Чонхо поднялся с грязной охапки соломы, которая служила им и полом, и постелью. Слева от него все еще спал Вьюн. Рядом с ним лежал Ёнгу. Пес устроился аккурат между мальчиками, на самом удобном месте в палатке.
– Вьюн, просыпайся, – шепнул Чонхо, тряся друга за плечо.
– Хм? Отстань, дай еще немного поспать.
– Давай просыпайся, – повторил Чонхо. – Что-то должно произойти сегодня.
– Ты о чем? – уточнил Вьюн, потирая глаза кулачками. – Что должно случиться?
– Не знаю. Что-то дурное, – сказал Чонхо. Только когда эти слова сорвались у него с языка, он понял, что именно ощущал.
– Нам сегодня надо быть поосторожнее. Я думаю, что нам не стоит разделяться на группы, как обычно. Лучше держаться вместе.
Обратив внимание на то, сколь серьезен был Чонхо, Вьюн окончательно пробудился и кивнул.

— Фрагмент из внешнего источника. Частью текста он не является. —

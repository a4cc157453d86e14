//! Gateway replacement inside `.xlsx` workbooks
//!
//! A workbook is a zip of XML parts. String cells live in the shared
//! strings table (`<si><t>`), as inline strings inside sheets (`<is><t>`),
//! or as formula text (`<f>`, e.g. `HYPERLINK("https://…")`). A formula
//! cell of type `str` also caches its result in `<v>`, which is rewritten
//! with it. Element names may carry a namespace prefix (`<x:t>`). Only the
//! text of those elements is rewritten; markup and all other parts are
//! copied through untouched. Text split across rich-text runs is matched
//! per run.

use crate::{GatewayError, GatewayResult, ReplaceReport};
use once_cell::sync::Lazy;
use regex::{Captures, Regex};
use std::collections::BTreeMap;
use std::fs::File;
use std::io::{Read, Write};
use std::path::Path;
use tempfile::NamedTempFile;
use zip::write::SimpleFileOptions;
use zip::{ZipArchive, ZipWriter};

const SHARED_STRINGS_PART: &str = "xl/sharedStrings.xml";
const WORKSHEETS_PREFIX: &str = "xl/worksheets/";

/// `<t>`/`<f>` element with plain text content, optionally prefixed
static TEXT_ELEMENT: Lazy<Regex> = Lazy::new(|| {
    Regex::new(r"(<([\w.-]+:)?([tf])(?:\s[^>]*[^/>])?>)([^<]*)</([\w.-]+:)?([tf])>")
        .expect("static regex")
});

/// Cached `<v>` result, same group layout as `TEXT_ELEMENT`
static CACHED_VALUE: Lazy<Regex> = Lazy::new(|| {
    Regex::new(r"(<([\w.-]+:)?(v)(?:\s[^>]*[^/>])?>)([^<]*)</([\w.-]+:)?(v)>")
        .expect("static regex")
});

/// Cell holding a string-valued formula (`t="str"`), not self-closing
static STRING_FORMULA_CELL: Lazy<Regex> = Lazy::new(|| {
    Regex::new(r#"(?s)<(?:[\w.-]+:)?c\s[^>]*\bt="str"(?:[^>]*[^/>])?>.*?</(?:[\w.-]+:)?c>"#)
        .expect("static regex")
});

/// Replace `old_gateway` with `new_gateway` in every string cell
///
/// The workbook is rewritten in place (temp file + rename) only when at
/// least one replacement was made.
pub fn replace_gateway_in_xlsx(
    path: &Path,
    old_gateway: &str,
    new_gateway: &str,
) -> GatewayResult<ReplaceReport> {
    if !path.exists() {
        return Err(GatewayError::NotFound(path.to_path_buf()));
    }

    let mut archive = ZipArchive::new(File::open(path)?)?;
    let old_escaped = escape_xml_text(old_gateway);
    let new_escaped = escape_xml_text(new_gateway);

    let part_names: Vec<String> = archive
        .file_names()
        .filter(|name| is_string_part(name))
        .map(str::to_string)
        .collect();

    let mut report = ReplaceReport::default();
    let mut rewritten = BTreeMap::new();

    for name in part_names {
        let xml = read_part(&mut archive, &name)?;
        report.scanned += 1;

        let (updated, count) = replace_in_text_elements(&xml, &old_escaped, &new_escaped);
        if count > 0 {
            tracing::debug!(part = %name, replacements = count, "Rewrote workbook part");
            report.modified += 1;
            report.replacements += count;
            rewritten.insert(name, updated);
        }
    }

    if rewritten.is_empty() {
        return Ok(report);
    }

    let dir = match path.parent() {
        Some(parent) if !parent.as_os_str().is_empty() => parent,
        _ => Path::new("."),
    };
    let mut temp = NamedTempFile::new_in(dir)?;

    {
        let mut writer = ZipWriter::new(temp.as_file_mut());

        for index in 0..archive.len() {
            let entry = archive.by_index_raw(index)?;
            match rewritten.get(entry.name()) {
                Some(updated) => {
                    let name = entry.name().to_string();
                    let options = SimpleFileOptions::default()
                        .compression_method(entry.compression());
                    drop(entry);
                    writer.start_file(name, options)?;
                    writer.write_all(updated.as_bytes())?;
                }
                None => writer.raw_copy_file(entry)?,
            }
        }

        writer.finish()?;
    }

    std::fs::set_permissions(temp.path(), std::fs::metadata(path)?.permissions())?;
    temp.persist(path).map_err(|e| GatewayError::Io(e.error))?;

    Ok(report)
}

fn is_string_part(name: &str) -> bool {
    name == SHARED_STRINGS_PART
        || (name.starts_with(WORKSHEETS_PREFIX)
            && name.ends_with(".xml")
            && !name[WORKSHEETS_PREFIX.len()..].contains('/'))
}

fn read_part(archive: &mut ZipArchive<File>, name: &str) -> GatewayResult<String> {
    let mut entry = archive.by_name(name)?;
    let mut bytes = Vec::new();
    entry.read_to_end(&mut bytes)?;
    String::from_utf8(bytes).map_err(|_| GatewayError::InvalidPart(name.to_string()))
}

/// Replace inside element text only; returns the new XML and the count
fn replace_in_text_elements(xml: &str, old: &str, new: &str) -> (String, usize) {
    let mut count = 0;

    let updated = replace_element_text(&TEXT_ELEMENT, xml, old, new, &mut count);
    let updated = STRING_FORMULA_CELL.replace_all(&updated, |cell: &Captures| {
        replace_element_text(&CACHED_VALUE, &cell[0], old, new, &mut count)
    });

    (updated.into_owned(), count)
}

/// Replace in the text of every element matched by `element`
///
/// Matches whose closing tag differs from the opening one are left as is.
fn replace_element_text(
    element: &Regex,
    xml: &str,
    old: &str,
    new: &str,
    count: &mut usize,
) -> String {
    element
        .replace_all(xml, |caps: &Captures| {
            let open_name = (caps.get(2).map_or("", |m| m.as_str()), &caps[3]);
            let close_name = (caps.get(5).map_or("", |m| m.as_str()), &caps[6]);
            let text = &caps[4];
            let hits = text.matches(old).count();
            if hits == 0 || open_name != close_name {
                return caps[0].to_string();
            }
            *count += hits;
            format!(
                "{}{}</{}{}>",
                &caps[1],
                text.replace(old, new),
                open_name.0,
                open_name.1
            )
        })
        .into_owned()
}

/// Escape text the way it is stored inside an XML element
fn escape_xml_text(text: &str) -> String {
    text.replace('&', "&amp;")
        .replace('<', "&lt;")
        .replace('>', "&gt;")
}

– Ты у нас главный, тебе и решать.
Пятнадцать мальчишек в сопровождении пса вместе покинули лагерь при первом появлении на горизонте бледно-розового диска солнца, напоминавшего глаз, вперившийся в город. Некоторые мальчики хотели приняться за повседневные занятия и развлечения, но Чонхо никого не отпускал. Вокруг жизнь кипела, как обычно, за исключением одного: Сеул переживал наплыв деревенских жителей, прибывших в город, чтобы поприсутствовать на похоронах императора, до которых оставалось пару дней. На улицах толпились торговцы, разносчики, рабочие и студенты. От их криков и шагов гудела дорога, укрытая свежим слоем снега. В бодрящем морозном воздухе витал манящий аромат жареных каштанов. Слюнки потекли и у мальчиков, и у пса, но вся компания постаралась забыть о голоде и продолжила блуждать по улицам.
Солнце уже было в зените, когда они добрались до широкой площади, которая была заполнена сотнями людей, по большей части – студентами, одетыми по форме.
– О, Чонхо, ты только посмотри на эту толпу! Бьюсь об заклад, что нам будет чем поживиться здесь, – радостно воскликнул Вьюн. Но Чонхо покачал головой. Его глаза устремились к высившейся на другом конце площади пагоде, перед которой стоял лицом к толпе студент в черной кепке и длинном зимнем пальто. На вид ему было не более 18 лет. Паренек поднял вверх сжатую в кулак руку, и толпа затихла.
– Сегодня мы провозглашаем Корею независимой страной, а корейцев – свободным народом, – начал студент, зачитывая текст с широкополосной листовки, которую он держал в руках. Его голос, по идее, должен был заглохнуть на таком расстоянии. Но холодный воздух разнес звук по всей площади, на которой вдруг стало противоестественно тихо.